In testing the new chip, the researchers showed that it can detect lead in water at concentrations as low as one part per billion. At much higher concentrations, which may be relevant for testing environmental contamination such as mine tailings, the accuracy is within 4%.
The device works in water with varying levels of acidity, ranging from pH values of six to eight, “which covers most environmental samples”, says Sia. They have tested the device with seawater as well as tap water, and verified the accuracy of the measurements.
Testing setup of the photonic chip sensor, including microfluidic chamber to transport analyte solutions and optical fibres on the sides to measure the photonic response of the chip. Image: Courtesy of the researchers.
In order to achieve such levels of accuracy, current testing requires a device called an inductive coupled plasma mass spectrometer. “These setups can be big and expensive,” says Sia. The sample processing can take days and requires experienced technical personnel.
While the new chip system they developed is “the core part of the innovation”, says Ranno, further work will be needed to develop this into an integrated, handheld device for practical use. “For making an actual product, you would need to package it into a usable form factor,” he explains. This would involve having a small chip-based laser coupled to the photonic chip. “It’s a matter of mechanical design, some optical design, some chemistry, and figuring out the supply chain,” he says. While that takes time, he says, the underlying concepts are straightforward.

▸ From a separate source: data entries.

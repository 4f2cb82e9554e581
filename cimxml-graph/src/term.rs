//! RDF term types: IRI, blank node, and literal
//!
//! Terms are the building blocks of triples. A term can be:
//! - An IRI (always expanded, never prefixed)
//! - A blank node (label stable within one parsed document)
//! - A literal (lexical form + datatype + optional language tag)

use cimxml_vocab::{rdf, xsd};
use serde::{Deserialize, Serialize};
use std::sync::Arc;

/// Blank node identifier
///
/// Blank node labels are stable within a document but have no global
/// meaning. Labels from `rdf:nodeID` are interned per parse so that equal
/// labels denote the same node; generated nodes use `b<counter>` labels.
#[derive(Clone, Debug, PartialEq, Eq, Hash, PartialOrd, Ord, Serialize, Deserialize)]
pub struct BlankId(Arc<str>);

impl BlankId {
    /// Create a blank node ID from a label (without the `_:` prefix).
    pub fn new(label: impl AsRef<str>) -> Self {
        Self(Arc::from(label.as_ref()))
    }

    /// Get the label (without `_:` prefix)
    pub fn as_str(&self) -> &str {
        &self.0
    }
}

impl std::fmt::Display for BlankId {
    fn fmt(&self, f: &mut std::fmt::Formatter<'_>) -> std::fmt::Result {
        write!(f, "_:{}", self.0)
    }
}

/// RDF literal datatype
///
/// Datatypes are always explicit: plain string literals carry `xsd:string`,
/// language-tagged literals carry `rdf:langString`.
#[derive(Clone, Debug, Serialize, Deserialize)]
pub struct Datatype(Arc<str>);

impl Datatype {
    /// Create a datatype from an expanded IRI
    pub fn from_iri(iri: impl AsRef<str>) -> Self {
        Datatype(Arc::from(iri.as_ref()))
    }

    /// xsd:string - default for plain string literals
    pub fn xsd_string() -> Self {
        Datatype(Arc::from(xsd::STRING))
    }

    /// xsd:boolean
    pub fn xsd_boolean() -> Self {
        Datatype(Arc::from(xsd::BOOLEAN))
    }

    /// xsd:float
    pub fn xsd_float() -> Self {
        Datatype(Arc::from(xsd::FLOAT))
    }

    /// xsd:anyURI
    pub fn xsd_any_uri() -> Self {
        Datatype(Arc::from(xsd::ANY_URI))
    }

    /// rdf:langString - for language-tagged literals
    pub fn rdf_lang_string() -> Self {
        Datatype(Arc::from(rdf::LANG_STRING))
    }

    /// rdf:XMLLiteral - for `parseType="Literal"` content
    pub fn rdf_xml_literal() -> Self {
        Datatype(Arc::from(rdf::XML_LITERAL))
    }

    /// Get the IRI of this datatype
    pub fn as_iri(&self) -> &str {
        &self.0
    }

    /// Check if this is the xsd:string datatype
    pub fn is_xsd_string(&self) -> bool {
        self.0.as_ref() == xsd::STRING
    }

    /// Check if this is the xsd:anyURI datatype
    pub fn is_xsd_any_uri(&self) -> bool {
        self.0.as_ref() == xsd::ANY_URI
    }

    /// Check if this is the rdf:langString datatype
    pub fn is_lang_string(&self) -> bool {
        self.0.as_ref() == rdf::LANG_STRING
    }
}

impl PartialEq for Datatype {
    fn eq(&self, other: &Self) -> bool {
        self.0 == other.0
    }
}

impl Eq for Datatype {}

impl std::hash::Hash for Datatype {
    fn hash<H: std::hash::Hasher>(&self, state: &mut H) {
        self.0.hash(state);
    }
}

impl PartialOrd for Datatype {
    fn partial_cmp(&self, other: &Self) -> Option<std::cmp::Ordering> {
        Some(self.cmp(other))
    }
}

impl Ord for Datatype {
    fn cmp(&self, other: &Self) -> std::cmp::Ordering {
        self.0.cmp(&other.0)
    }
}

impl std::fmt::Display for Datatype {
    fn fmt(&self, f: &mut std::fmt::Formatter<'_>) -> std::fmt::Result {
        write!(f, "{}", self.0)
    }
}

/// An RDF term (subject, predicate, or object position)
///
/// # Invariants
///
/// - `Term::Iri` always contains an expanded IRI, never a prefixed form.
/// - A literal with a language tag has datatype `rdf:langString`; literals
///   of datatype `xsd:string` never carry a language tag.
/// - The predicate position of a triple can only be `Term::Iri`.
#[derive(Clone, Debug, PartialEq, Eq, Hash, PartialOrd, Ord, Serialize, Deserialize)]
pub enum Term {
    /// Blank node with a document-stable label
    Blank(BlankId),

    /// Full expanded IRI
    Iri(Arc<str>),

    /// Literal with lexical form and explicit datatype
    Literal {
        /// The lexical form
        lexical: Arc<str>,
        /// Datatype (always present)
        datatype: Datatype,
        /// Language tag (only with datatype rdf:langString)
        language: Option<Arc<str>>,
    },
}

impl Term {
    /// Create an IRI term from an expanded IRI string
    pub fn iri(iri: impl AsRef<str>) -> Self {
        Term::Iri(Arc::from(iri.as_ref()))
    }

    /// Create a blank node term
    pub fn blank(label: impl AsRef<str>) -> Self {
        Term::Blank(BlankId::new(label))
    }

    /// Create a plain string literal (xsd:string)
    pub fn string(lexical: impl AsRef<str>) -> Self {
        Term::Literal {
            lexical: Arc::from(lexical.as_ref()),
            datatype: Datatype::xsd_string(),
            language: None,
        }
    }

    /// Create a language-tagged string literal (rdf:langString)
    pub fn lang_string(lexical: impl AsRef<str>, lang: impl AsRef<str>) -> Self {
        Term::Literal {
            lexical: Arc::from(lexical.as_ref()),
            datatype: Datatype::rdf_lang_string(),
            language: Some(Arc::from(lang.as_ref())),
        }
    }

    /// Create a typed literal
    pub fn typed(lexical: impl AsRef<str>, datatype: Datatype) -> Self {
        Term::Literal {
            lexical: Arc::from(lexical.as_ref()),
            datatype,
            language: None,
        }
    }

    /// Check if this is an IRI term
    pub fn is_iri(&self) -> bool {
        matches!(self, Term::Iri(_))
    }

    /// Check if this is a blank node
    pub fn is_blank(&self) -> bool {
        matches!(self, Term::Blank(_))
    }

    /// Check if this is a literal
    pub fn is_literal(&self) -> bool {
        matches!(self, Term::Literal { .. })
    }

    /// Try to get as IRI string
    pub fn as_iri(&self) -> Option<&str> {
        match self {
            Term::Iri(iri) => Some(iri),
            _ => None,
        }
    }

    /// Try to get as blank node ID
    pub fn as_blank(&self) -> Option<&BlankId> {
        match self {
            Term::Blank(id) => Some(id),
            _ => None,
        }
    }

    /// Try to get the lexical form of a literal
    pub fn lexical_form(&self) -> Option<&str> {
        match self {
            Term::Literal { lexical, .. } => Some(lexical),
            _ => None,
        }
    }

    /// Try to get literal components (lexical form, datatype, language)
    pub fn as_literal(&self) -> Option<(&str, &Datatype, Option<&str>)> {
        match self {
            Term::Literal {
                lexical,
                datatype,
                language,
            } => Some((lexical, datatype, language.as_deref())),
            _ => None,
        }
    }
}

impl std::fmt::Display for Term {
    fn fmt(&self, f: &mut std::fmt::Formatter<'_>) -> std::fmt::Result {
        match self {
            Term::Iri(iri) => write!(f, "<{iri}>"),
            Term::Blank(id) => write!(f, "{id}"),
            Term::Literal {
                lexical,
                datatype,
                language,
            } => {
                write!(f, "\"{lexical}\"")?;
                if let Some(lang) = language {
                    write!(f, "@{lang}")
                } else if !datatype.is_xsd_string() {
                    write!(f, "^^<{datatype}>")
                } else {
                    Ok(())
                }
            }
        }
    }
}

The system can be adapted to detect other similar contaminants in water, including cadmium, copper, lithium, barium, cesium, and radium, says Ranno. The device could be used with simple cartridges that can be swapped out to detect different elements, each using slightly different crown ethers that can bind to a specific ion.

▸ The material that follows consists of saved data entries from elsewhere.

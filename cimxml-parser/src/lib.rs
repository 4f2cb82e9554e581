//! IEC 61970-552 CIMXML parser.
//!
//! A streaming RDF/XML parser with the CIMXML extensions used for exchanging
//! power-system network models (CGMES): the `iec61970-552` processing
//! instruction, the implicit `urn:uuid:` base, UUID normalization,
//! `rdf:parseType="Statements"` difference containers, and profile-driven
//! literal typing.
//!
//! # Example
//!
//! ```
//! use cimxml_parser::CimXmlReader;
//!
//! let cimxml = r#"<?xml version="1.0" encoding="utf-8"?>
//! <rdf:RDF xmlns:cim="http://iec.ch/TC57/CIM100#"
//!          xmlns:md="http://iec.ch/TC57/61970-552/ModelDescription/1#"
//!          xmlns:rdf="http://www.w3.org/1999/02/22-rdf-syntax-ns#">
//!  <md:FullModel rdf:about="urn:uuid:08984e27-811f-4042-9125-1531ae0de0f6">
//!    <md:Model.profile>http://example.org/CIM/MyProfile/1.1</md:Model.profile>
//!  </md:FullModel>
//!  <cim:MyEquipment rdf:ID="_f67fc354-9e39-4191-a456-67537399bc48">
//!    <cim:IdentifiedObject.name>My Custom Equipment</cim:IdentifiedObject.name>
//!  </cim:MyEquipment>
//! </rdf:RDF>"#;
//!
//! let reader = CimXmlReader::new();
//! let dataset = reader.parse_cim_model_str(cimxml).unwrap();
//! assert!(dataset.is_full_model());
//! assert_eq!(dataset.body().unwrap().len(), 2);
//! ```

mod error;
mod iri;
mod parser;
mod sink;
mod uuid;
mod xml;

pub use error::{CollectingErrorHandler, ErrorHandler, ParseError, Result, TracingErrorHandler};
pub use parser::Parser;
pub use sink::{CimXmlSink, DatasetSink};
pub use xml::{ElementHead, QName, XmlAttribute, XmlEvent, XmlSource};

use cimxml_graph::{Dataset, IndexedGraph, DEFAULT_GRAPH_IRI};
use cimxml_profile::{CimProfile, ProfileRegistry};
use std::io::BufRead;
use std::sync::Arc;

/// Entry point for parsing CIMXML models and CIM profile documents.
///
/// The reader owns a [`ProfileRegistry`]; profiles registered through
/// [`CimXmlReader::parse_and_register_cim_profile`] drive the typing of
/// literals in subsequently parsed models.
pub struct CimXmlReader {
    registry: Arc<ProfileRegistry>,
}

impl CimXmlReader {
    /// Create a reader with an empty profile registry.
    pub fn new() -> Self {
        Self {
            registry: Arc::new(ProfileRegistry::new()),
        }
    }

    /// Create a reader sharing an existing registry.
    pub fn with_registry(registry: Arc<ProfileRegistry>) -> Self {
        Self { registry }
    }

    /// The profile registry of this reader.
    pub fn registry(&self) -> &Arc<ProfileRegistry> {
        &self.registry
    }

    /// Parse a CIMXML model document into a [`Dataset`].
    pub fn parse_cim_model(&self, input: impl BufRead) -> Result<Dataset> {
        self.parse_cim_model_inner(input, None)
    }

    /// Parse a CIMXML model document with a supplied base IRI.
    pub fn parse_cim_model_with_base(&self, input: impl BufRead, base: &str) -> Result<Dataset> {
        self.parse_cim_model_inner(input, Some(base))
    }

    /// Parse a CIMXML model document from a string.
    pub fn parse_cim_model_str(&self, input: &str) -> Result<Dataset> {
        self.parse_cim_model(input.as_bytes())
    }

    fn parse_cim_model_inner(&self, input: impl BufRead, base: Option<&str>) -> Result<Dataset> {
        let mut sink = DatasetSink::new();
        let mut handler = TracingErrorHandler;
        let result = run_parse(
            input,
            Some(self.registry.as_ref()),
            base,
            &mut sink,
            &mut handler,
        );
        result?;
        Ok(sink.into_dataset())
    }

    /// Parse a plain RDF/XML document into a single graph.
    ///
    /// No profile registry is consulted; the result is the default graph of
    /// the produced dataset, carrying the document's prefixes.
    pub fn parse_graph(&self, input: impl BufRead) -> Result<IndexedGraph> {
        self.parse_graph_inner(input, None)
    }

    /// Parse a plain RDF/XML document with a supplied base IRI.
    pub fn parse_graph_with_base(&self, input: impl BufRead, base: &str) -> Result<IndexedGraph> {
        self.parse_graph_inner(input, Some(base))
    }

    /// Parse a plain RDF/XML document from a string.
    pub fn parse_graph_str(&self, input: &str) -> Result<IndexedGraph> {
        self.parse_graph(input.as_bytes())
    }

    fn parse_graph_inner(&self, input: impl BufRead, base: Option<&str>) -> Result<IndexedGraph> {
        let mut sink = DatasetSink::new();
        let mut handler = TracingErrorHandler;
        run_parse(input, None, base, &mut sink, &mut handler)?;
        let mut dataset = sink.into_dataset();
        dataset
            .remove_graph(DEFAULT_GRAPH_IRI)
            .ok_or_else(|| ParseError::Syntax {
                position: 0,
                message: "parse produced no default graph".to_string(),
            })
    }

    /// Parse a CIM profile document, register it, and return the wrapper.
    pub fn parse_and_register_cim_profile(&self, input: impl BufRead) -> Result<Arc<CimProfile>> {
        let graph = self.parse_graph(input)?;
        let profile = CimProfile::wrap(graph)?;
        Ok(self.registry.register(profile)?)
    }

    /// Parse and register a CIM profile from a string.
    pub fn parse_and_register_cim_profile_str(&self, input: &str) -> Result<Arc<CimProfile>> {
        self.parse_and_register_cim_profile(input.as_bytes())
    }
}

impl Default for CimXmlReader {
    fn default() -> Self {
        Self::new()
    }
}

/// Drive one parse: the sink's `start`/`finish` bracket the run even when
/// the parse fails.
pub fn run_parse<R: BufRead, S: CimXmlSink>(
    input: R,
    registry: Option<&ProfileRegistry>,
    base: Option<&str>,
    sink: &mut S,
    handler: &mut dyn ErrorHandler,
) -> Result<()> {
    let xml = XmlSource::new(input);
    sink.start();
    let mut parser = Parser::new(xml, registry, base, sink, handler);
    let result = parser.parse();
    sink.finish();
    result
}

“There’s this problem that people don’t measure their water enough, especially in the developing countries,” says Ranno. “And that’s because they need to collect the water, prepare the sample, and bring it to these huge instruments that are extremely expensive.” Instead, “having this handheld device, something compact that even untrained personnel can just bring to the source for on-site monitoring, at low costs”, could make regular, ongoing widespread testing feasible.
Hu, who is the John F Elliott Professor of Materials Science and Engineering, says: “I’m hoping this will be quickly implemented, so we can benefit human society. This is a good example of a technology coming from a lab innovation where it may actually make a very tangible impact on society, which is of course very fulfilling.”
“If this study can be extended to simultaneous detection of multiple metal elements, especially the presently concerning radioactive elements, its potential would be immense,” says Hou Wang, an associate professor of environmental science and engineering at Hunan University in China, who was not associated with this work.
Wang adds: “This research has engineered a sensor capable of instantaneously detecting lead concentration in water. This can be utilised in real time to monitor the lead pollution concentration in wastewater discharged from industries such as battery manufacturing and lead smelting, facilitating the establishment of industrial wastewater monitoring systems. I think the innovative aspects and developmental potential of this research are quite commendable.”
Wang Qian, a principal research scientist at the Institute of Materials Research in Singapore, who also was not affiliated with this work, says: “The ability for the pervasive, portable, and quantitative detection of lead has proved to be challenging primarily due to cost concerns. This work demonstrates the potential to do so in a highly integrated form factor and is compatible with large-scale, low-cost manufacturing.”